Teaching odd and even numbers is often seen as a “can they” or “can’t they” skill. Can they identify odd numbers? Can they identify even numbers? And while recognizing odd and even numbers is important, our focus should really be on understanding the patterns of odd and even numbers, and the role odd and even numbers play in real life.
When you think about odd and even numbers, what is the first thing that comes to mind? Here are some that pop up for me, as an adult:
- Even numbers can be arranged in pairs, and odd numbers always have one left over
- Even numbers are on one side of the street, and odd numbers are on the other side
- There is a pattern when counting: odd, even, odd, even, odd, even…etc.
- Having an odd number of students in a class is a pain for partner work!
- When you line up objects, an odd number of objects will have one object in the center
- Even numbers end in 0, 2, 4, 6, and 8
- Odd numbers end in 1, 3, 5, 7, and 9
Some of these are mathematical facts related to odd and even numbers, but some are real-world connections. Odd and even numbers find their way into so many areas of math, as well as real life. It’s important that we give students time to explore them and understand what they look like in context.

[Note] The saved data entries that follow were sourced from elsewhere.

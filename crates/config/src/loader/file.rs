//! JSON config file loading.
//!
//! Responsibilities:
//! - Resolve the default config file location via `directories`.
//! - Read and parse a `GlidepathConfig` from a JSON file.
//!
//! Invariants:
//! - A missing file at the *default* location is not an error (defaults apply).
//! - A missing file at an *explicit* location is `ConfigError::ConfigFileRead`.

use std::path::{Path, PathBuf};

use super::builder::ConfigLoader;
use super::error::ConfigError;
use crate::types::GlidepathConfig;

/// Returns the default path to the configuration file.
///
/// - Linux/macOS: `~/.config/glidepath/config.json`
/// - Windows: `%AppData%\glidepath\config.json`
pub fn default_config_path() -> Result<PathBuf, ConfigError> {
    let proj_dirs = directories::ProjectDirs::from("", "", "glidepath")
        .ok_or(ConfigError::ConfigDirUnavailable)?;

    Ok(proj_dirs.config_dir().join("config.json"))
}

/// Read and parse a config file.
pub(crate) fn read_config_file(path: &Path) -> Result<GlidepathConfig, ConfigError> {
    let content = std::fs::read_to_string(path).map_err(|e| ConfigError::ConfigFileRead {
        path: path.to_path_buf(),
        kind: e.kind(),
    })?;

    serde_json::from_str(&content).map_err(|e| ConfigError::ConfigFileParse {
        path: path.to_path_buf(),
        line: e.line(),
        column: e.column(),
    })
}

/// Apply the config file (explicit or default) to the loader.
pub(crate) fn apply_file(loader: &mut ConfigLoader) -> Result<(), ConfigError> {
    let (path, explicit) = match loader.config_path() {
        Some(path) => (path.clone(), true),
        None => (default_config_path()?, false),
    };

    if !explicit && !path.exists() {
        tracing::debug!(path = %path.display(), "No config file at default location");
        return Ok(());
    }

    let config = read_config_file(&path)?;
    tracing::debug!(path = %path.display(), "Loaded config file");
    loader.set_file_config(Some(config));
    Ok(())
}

Before We Start with Odd and Even Numbers
Set the scene
I want you to know in advance that the ideas I’m going to share are not ideas where you’ll be planning and prepping worksheets or center activities. The BEST approach I’ve found to teaching odd and even numbers is through exploration and discussion.
This means that we can’t plan exactly what we do each day since we are letting our students guide us. However, we can have an outline and planned activities to provide a skeleton of our unit of discovery, which I’ll try to give a picture of in this article.

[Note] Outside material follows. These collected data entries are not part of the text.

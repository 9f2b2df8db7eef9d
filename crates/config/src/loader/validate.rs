//! Validation of a merged configuration.
//!
//! Invariants:
//! - Every rejected field is reported with the option name it was loaded under.

use super::error::ConfigError;
use crate::constants::{MAX_ANIMATION_SPEED_MS, MAX_POINTER_SIZE_PX, MIN_POINTER_SIZE_PX};
use crate::types::GlidepathConfig;
use crate::types::pointer::{parse_color, parse_css_length};

pub(crate) fn validate(config: &GlidepathConfig) -> Result<(), ConfigError> {
    let pointer = &config.pointer;

    if parse_color(&pointer.color).is_none() {
        return Err(ConfigError::InvalidValue {
            var: "color".to_string(),
            message: format!("'{}' is not a recognized color", pointer.color),
        });
    }
    if parse_css_length(&pointer.font_size).is_none() {
        return Err(ConfigError::InvalidValue {
            var: "font_size".to_string(),
            message: "must be a positive CSS length such as 14px or 1rem".to_string(),
        });
    }
    if pointer.font_family.trim().is_empty() {
        return Err(ConfigError::InvalidValue {
            var: "font_family".to_string(),
            message: "must not be empty".to_string(),
        });
    }
    if !(MIN_POINTER_SIZE_PX..=MAX_POINTER_SIZE_PX).contains(&pointer.pointer_size) {
        return Err(ConfigError::InvalidValue {
            var: "pointer_size".to_string(),
            message: format!(
                "must be between {} and {} (got {})",
                MIN_POINTER_SIZE_PX, MAX_POINTER_SIZE_PX, pointer.pointer_size
            ),
        });
    }
    if pointer.animation_speed > MAX_ANIMATION_SPEED_MS {
        return Err(ConfigError::InvalidValue {
            var: "animation_speed".to_string(),
            message: format!(
                "must be at most {} ms (got {})",
                MAX_ANIMATION_SPEED_MS, pointer.animation_speed
            ),
        });
    }

    let timing = &config.timing;
    if !(timing.viewport_margin_px.is_finite() && timing.viewport_margin_px >= 0.0) {
        return Err(ConfigError::InvalidValue {
            var: "viewport_margin_px".to_string(),
            message: "must be a non-negative number".to_string(),
        });
    }
    if !(timing.scroll_margin_px.is_finite() && timing.scroll_margin_px >= 0.0) {
        return Err(ConfigError::InvalidValue {
            var: "scroll_margin_px".to_string(),
            message: "must be a non-negative number".to_string(),
        });
    }

    Ok(())
}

Don’t Say “Odd” and “Even”
One thing I want to say before I get into my favorite ways to explore odd and even numbers with students: I never introduce the words “odd” and “even” before our explorations begin. Instead, I allow students to explore the patterns and notice the concepts of “odd” and “even” numbers organically. Only after the students have defined “odd” and “even” as they understand it, do I give them the mathematical names to label their ideas.
An Organic Introduction
There are lots of natural opportunities for the exploration of odd and even numbers to begin. Here are some ways it has started in my own classroom:
- Turning and talking to a peer (we had an odd number of students, so a student talked to me)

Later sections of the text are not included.